The on-ground growth in the overall construction business can be gauged from the growth of reputed construction and engineering players. Take, for example, Patel Engineering, the fastest-growing engineering company in the hydropower space. "As the company strategically bids for major projects, its order book, which stood at Rs 19,134 crore as of December 2023, is steadily expanding, expected to reach around Rs 25,000 crore by the end of FY25," Rupen Patel, Chairman and Managing Director, Patel Engineering told BW Businessworld recently.

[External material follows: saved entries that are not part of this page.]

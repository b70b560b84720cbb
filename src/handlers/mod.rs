pub mod vote;

pub use vote::{cancel_vote, submit_vote, toggle_dislike, VoteStateChange};

use log::warn;
use std::sync::Arc;
use tokio::sync::{broadcast, mpsc};

use crate::db::Database;
use crate::error::StoreError;

const STATE_FEED_CAPACITY: usize = 64;

/// Client command surface over the vote-state mutators. Every committed
/// write is forwarded onto the change stream (the aggregation engine's
/// trigger) and echoed on a broadcast feed so clients can follow their own
/// record live. No-op mutations produce neither.
pub struct VoteService {
    db: Arc<Database>,
    changes_tx: mpsc::UnboundedSender<VoteStateChange>,
    states_tx: broadcast::Sender<VoteStateChange>,
}

impl VoteService {
    /// Returns the service and the receiving end of the change stream, to be
    /// handed to the aggregation worker.
    pub fn new(db: Arc<Database>) -> (Self, mpsc::UnboundedReceiver<VoteStateChange>) {
        let (changes_tx, changes_rx) = mpsc::unbounded_channel();
        let (states_tx, _) = broadcast::channel(STATE_FEED_CAPACITY);
        (
            Self {
                db,
                changes_tx,
                states_tx,
            },
            changes_rx,
        )
    }

    /// Live feed of committed vote-state writes; clients filter to their own
    /// `user_id`.
    pub fn subscribe_vote_states(&self) -> broadcast::Receiver<VoteStateChange> {
        self.states_tx.subscribe()
    }

    pub async fn submit_vote(
        &self,
        user_id: &str,
        election_id: &str,
        candidate_id: &str,
    ) -> Result<(), StoreError> {
        let change = vote::submit_vote(&self.db, user_id, election_id, candidate_id).await?;
        self.publish(change);
        Ok(())
    }

    pub async fn cancel_vote(&self, user_id: &str, election_id: &str) -> Result<(), StoreError> {
        let change = vote::cancel_vote(&self.db, user_id, election_id).await?;
        self.publish(change);
        Ok(())
    }

    pub async fn toggle_dislike(
        &self,
        user_id: &str,
        election_id: &str,
        candidate_id: &str,
    ) -> Result<(), StoreError> {
        let change = vote::toggle_dislike(&self.db, user_id, election_id, candidate_id).await?;
        self.publish(change);
        Ok(())
    }

    fn publish(&self, change: Option<VoteStateChange>) {
        let Some(change) = change else {
            return;
        };
        // Feed subscribers may be absent; the trigger consumer should not be
        if self.changes_tx.send(change.clone()).is_err() {
            warn!(
                "change stream closed, dropping trigger for user {}",
                change.user_id
            );
        }
        let _ = self.states_tx.send(change);
    }
}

Agree experts. The sub-sectors of civil construction, power (especially transmission & distribution), water and metro are likely to lead the revenue growth in FY25 in the overall construction sector, analysis by Ind-Ra stated. However, the growth in the roads and railways sector could be sluggish, it added. And the proof is just in from an analysis by credit ratings agency CareEdge. As per its latest report, from 34 km per day in FY24, the pace of national highway construction is expected to slow to 31 km per day in FY25. CareEdge Ratings expects the execution pace to decline by 7-10 per cent y-o-y - from 12,350 km in FY24 to about 11,500 km in FY25.
The Reserve Bank of India's new draft guidelines on project financing have raised concerns over struggling construction firms, particularly under-construction infrastructure projects. According to analysts, the proposed guidelines are a pre-emptive measure by the RBI to prevent large defaults on infrastructure loans, especially considering recent increases in infrastructure spending. However, some analysts and market participants have expressed concerns that these regulations could tighten funding for project finance, potentially hampering infrastructure and capital expenditure growth.

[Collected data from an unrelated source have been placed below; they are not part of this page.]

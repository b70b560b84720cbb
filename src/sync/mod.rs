use chrono::Utc;
use log::warn;
use std::sync::Arc;
use tokio::sync::broadcast;

use crate::aggregation::Aggregator;
use crate::db::Database;
use crate::error::StoreError;
use crate::handlers::{VoteService, VoteStateChange};
use crate::models::{CandidateResult, ElectionResult};
use crate::registry::CandidateRegistry;

/// Client-facing read side: current results on demand and live feeds of
/// result and own-vote-state updates. Carries no write path for result
/// documents — those belong to the aggregation engine alone.
pub struct ResultReader {
    db: Arc<Database>,
    registry: Arc<dyn CandidateRegistry>,
    aggregator: Arc<Aggregator>,
    vote_service: Arc<VoteService>,
}

impl ResultReader {
    pub fn new(
        db: Arc<Database>,
        registry: Arc<dyn CandidateRegistry>,
        aggregator: Arc<Aggregator>,
        vote_service: Arc<VoteService>,
    ) -> Self {
        Self {
            db,
            registry,
            aggregator,
            vote_service,
        }
    }

    /// Current result for an election. When no aggregate exists yet a
    /// zero-valued record is synthesized (zero-filled from the roster where
    /// available) so callers never handle a missing document.
    pub async fn get_result(&self, election_id: &str) -> Result<ElectionResult, StoreError> {
        let (stored, _) = self.db.load_election_result(election_id).await?;
        if let Some(result) = stored {
            return Ok(result);
        }

        let mut result = ElectionResult::empty(election_id, Utc::now());
        match self.registry.list_candidate_ids(election_id).await {
            Ok(roster) => {
                for candidate_id in roster {
                    result.candidates.insert(candidate_id, CandidateResult::zero());
                }
            }
            Err(e) => {
                warn!(
                    "roster lookup failed for election {}: {}; synthesizing bare result",
                    election_id, e
                );
            }
        }
        Ok(result)
    }

    /// Live feed of committed result snapshots; clients filter to the
    /// elections they render.
    pub fn subscribe_results(&self) -> broadcast::Receiver<ElectionResult> {
        self.aggregator.subscribe_results()
    }

    /// Live feed of committed vote-state writes; clients filter to their own
    /// `user_id` to track their record across tabs.
    pub fn subscribe_vote_states(&self) -> broadcast::Receiver<VoteStateChange> {
        self.vote_service.subscribe_vote_states()
    }
}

According to Rajashree Murkute, a senior director at CareEdge Ratings, the guidelines present challenges for both ongoing and operational infrastructure endeavours. The requirement of a mandatory tail-period accounting for 15 per cent of a project's economic life is highlighted as particularly impactful. This could hinder infrastructure projects' ability to secure additional top-up loans, potentially necessitating an 8-10 per cent increase in equity requirements for hybrid annuity model-based road projects. These adjustments aim to align loan tenure with 85 per cent of the project's economic life for concessions lasting 15 years.
Nuanced challenges aside, overall, the construction equipment manufacturers foresee continued high-growth trajectory in the coming year riding on the mega-infra projects all across India.